Edit 2 : I know of a-priori algorithm and arules package but a-priori is not very efficient.

Sim101011
  • 305
  • 1
  • 13
  • Have you tried ngram? http://stackoverflow.com/questions/8161167/what-algorithm-i-need-to-find-n-grams – vrajs5 Mar 27 '15 at 06:19
  • I will not be able to post the code due to some confidentiality issues but essentialy what I did was I compared first vector with second and then to third and so on using %in%. It gave me a matrix of true false. Then I repeated the process for all vectors. Lastly I found out where true have max density in the matrix. – Sim101011 Mar 27 '15 at 06:21
  • I cannot use n-grams. – Sim101011 Mar 27 '15 at 06:32
  • Are these vectors always the same lengths with values in the same positions and NA padding out the missing parts? – Spacedman Mar 27 '15 at 10:07
  • @Spacedman : yes, the vectors were made of same length by inserting NA. – Sim101011 Mar 27 '15 at 12:43

2 Answers2

0

It could become shorter but here is one approach:

A1 = c("A","B","C")
A2 = c("A","B","C")
A3 = c("A","B", NA)
A4 = c(NA,"B","C")

a <- lapply(list(A1, A2, A3, A4), function(x){
   x[is.na(x)] <- " "
   paste0(x, collapse="")
})

pattern <- c("B", "C")
pattern_2 <- paste0(pattern, collapse="")

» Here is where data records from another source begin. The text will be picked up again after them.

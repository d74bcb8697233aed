mod common;

use common::*;
use modelmeta_fields::{FieldError, FieldRecord, IndexingFamily, SearchIndexingConfig};
use modelmeta_types::{FieldId, LocalizedText, TypeRef};
use pretty_assertions::assert_eq;
use serde_json::json;

fn title_record() -> FieldRecord {
    field("crm.title")
        .for_string_field()
        .search_engine()
        .stored()
        .indexed()
        .tokenized()
        .with_boosting(2.0)
        .to_record()
}

// ── Serialization boundary ───────────────────────────────────────

#[test]
fn record_serializes_all_attributes() {
    let value = serde_json::to_value(title_record()).unwrap();
    assert_eq!(
        value,
        json!({
            "id": "crm.title",
            "name": { "en": "crm.title" },
            "indexing": { "stored": true, "boost": 2.0, "indexed": true, "tokenized": true },
            "kind": "string",
            "data_type": "alloc::string::String",
        })
    );
}

#[test]
fn record_includes_description_when_present() {
    let record = modelmeta_fields::FieldMetaData::for_id(FieldId::from_static("crm.note"))
        .with_name(LocalizedText::en("Note"))
        .with_description(LocalizedText::en("Free text"))
        .for_string_field()
        .search_engine()
        .not_stored()
        .not_indexed()
        .to_record();
    let value = serde_json::to_value(&record).unwrap();
    assert_eq!(value["description"], json!({ "en": "Free text" }));
}

#[test]
fn record_json_roundtrip() {
    let record = title_record();
    let json = serde_json::to_string(&record).unwrap();
    let parsed: FieldRecord = serde_json::from_str(&json).unwrap();
    assert_eq!(parsed, record);
}

#[test]
fn record_indexing_defaults_when_omitted() {
    let parsed: FieldRecord = serde_json::from_value(json!({
        "id": "crm.code",
        "name": { "en": "Code" },
        "indexing": { "stored": false },
        "kind": "string",
        "data_type": "alloc::string::String",
    }))
    .unwrap();
    assert_eq!(parsed.indexing, SearchIndexingConfig::new(false));
}

#[test]
fn dependent_object_record_nests_children() {
    struct Address;
    let street = field("crm.address.street")
        .for_string_field()
        .search_engine()
        .stored()
        .indexed()
        .tokenized()
        .with_default_boosting();
    let record = field("crm.address")
        .for_dependant_object(TypeRef::of::<Address>(), [street])
        .search_engine()
        .stored()
        .to_record();

    assert_eq!(record.kind, "dependent_object_group");
    assert_eq!(record.children.len(), 1);
    assert_eq!(record.children[0].id, FieldId::from_static("crm.address.street"));
    assert!(record.check_indexing().is_ok());
}

// ── check_indexing ───────────────────────────────────────────────

#[test]
fn built_records_always_pass_check() {
    let records = [
        title_record(),
        field("t.oid")
            .for_oid_field(TypeRef::of::<UserId>())
            .search_engine()
            .not_indexed()
            .to_record(),
        field("t.bool")
            .for_boolean_field()
            .search_engine()
            .not_stored()
            .indexed()
            .with_boosting(3.0)
            .to_record(),
        field("t.type")
            .for_type_reference_field()
            .search_engine()
            .stored()
            .indexed()
            .with_default_boosting()
            .to_record(),
    ];
    for record in records {
        assert!(record.check_indexing().is_ok(), "{} failed", record.id);
    }
}

#[test]
fn check_rejects_tokenized_boolean() {
    let mut record = field("t.bool")
        .for_boolean_field()
        .search_engine()
        .stored()
        .indexed()
        .with_default_boosting()
        .to_record();
    record.indexing.tokenized = true;

    let err = record.check_indexing().unwrap_err();
    assert!(matches!(err, FieldError::InvalidRecord(_)));
}

#[test]
fn check_rejects_unstored_oid() {
    let mut record = field("t.oid")
        .for_oid_field(TypeRef::of::<UserId>())
        .search_engine()
        .not_indexed()
        .to_record();
    record.indexing.stored = false;
    assert!(record.check_indexing().is_err());
}

#[test]
fn check_rejects_untokenized_indexed_summary() {
    let mut record = field("t.type")
        .for_type_reference_field()
        .search_engine()
        .stored()
        .indexed()
        .with_default_boosting()
        .to_record();
    record.indexing.tokenized = false;
    assert!(record.check_indexing().is_err());
}

#[test]
fn check_rejects_boost_on_unindexed_field() {
    let mut record = field("t.code")
        .for_string_field()
        .search_engine()
        .stored()
        .not_indexed()
        .to_record();
    record.indexing.boost = 4.0;
    assert!(record.check_indexing().is_err());
}

#[test]
fn check_rejects_children_on_leaf() {
    let mut record = title_record();
    record.children.push(title_record());
    assert!(record.check_indexing().is_err());
}

#[test]
fn check_rejects_unknown_kind() {
    let mut record = title_record();
    record.kind = "blob".to_string();
    let err = record.indexing_family().unwrap_err();
    assert!(err.to_string().contains("unknown kind 'blob'"));
}

#[test]
fn indexing_family_from_record() {
    assert_eq!(title_record().indexing_family().unwrap(), IndexingFamily::General);
}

sum(sapply(a, function(x){grepl(pattern_2, x)}))
dimitris_ps
  • 5,849
  • 3
  • 29
  • 55
  • Here you are giving pattern as an input ( pattern <- c("B", "C") ). But this is the thing I want to find in the first place. – Sim101011 Mar 27 '15 at 06:50
0

A very bad approach (a lot of loops). It is near to what you are looking for.

library(combinat)

A1 = c("A","B","C")
A2 = c("A","B","C")
A3 = c("A","B", NA)
A4 = c(NA,"B","C")
df <- data_frame(A1, A2, A3, A4)
df[is.na(df)] <- " "

a <- sapply(1:dim(df)[1], function(x) {combn(unique(unlist(apply(df, 1, unique))), x)})

pattern <- unlist(lapply(a, function(x){
  apply(x, 2, function(y){paste0(y, collapse="_")})
}))

a <- lapply(list(A1, A2, A3, A4), function(x){
  x[is.na(x)] <- " "
  paste0(x, collapse="_")
})

df2 <- sapply(a, function(x){sapply(pattern, function(z){grepl(z, x)})})
pattern <- rownames(df2)

occurs <- apply(df2, 1, sum)
pattern <- gsub(" ", "NA", pattern)


pattern <- gsub("_", ", ", pattern)
# pattern <- strsplit(pattern, "_")

for(i in 1:length(pattern)){
  cat("Pattern (", pattern[[i]], ") occurs ", occurs[i], " times\n")
}
dimitris_ps
  • 5,849
  • 3
  • 29
  • 55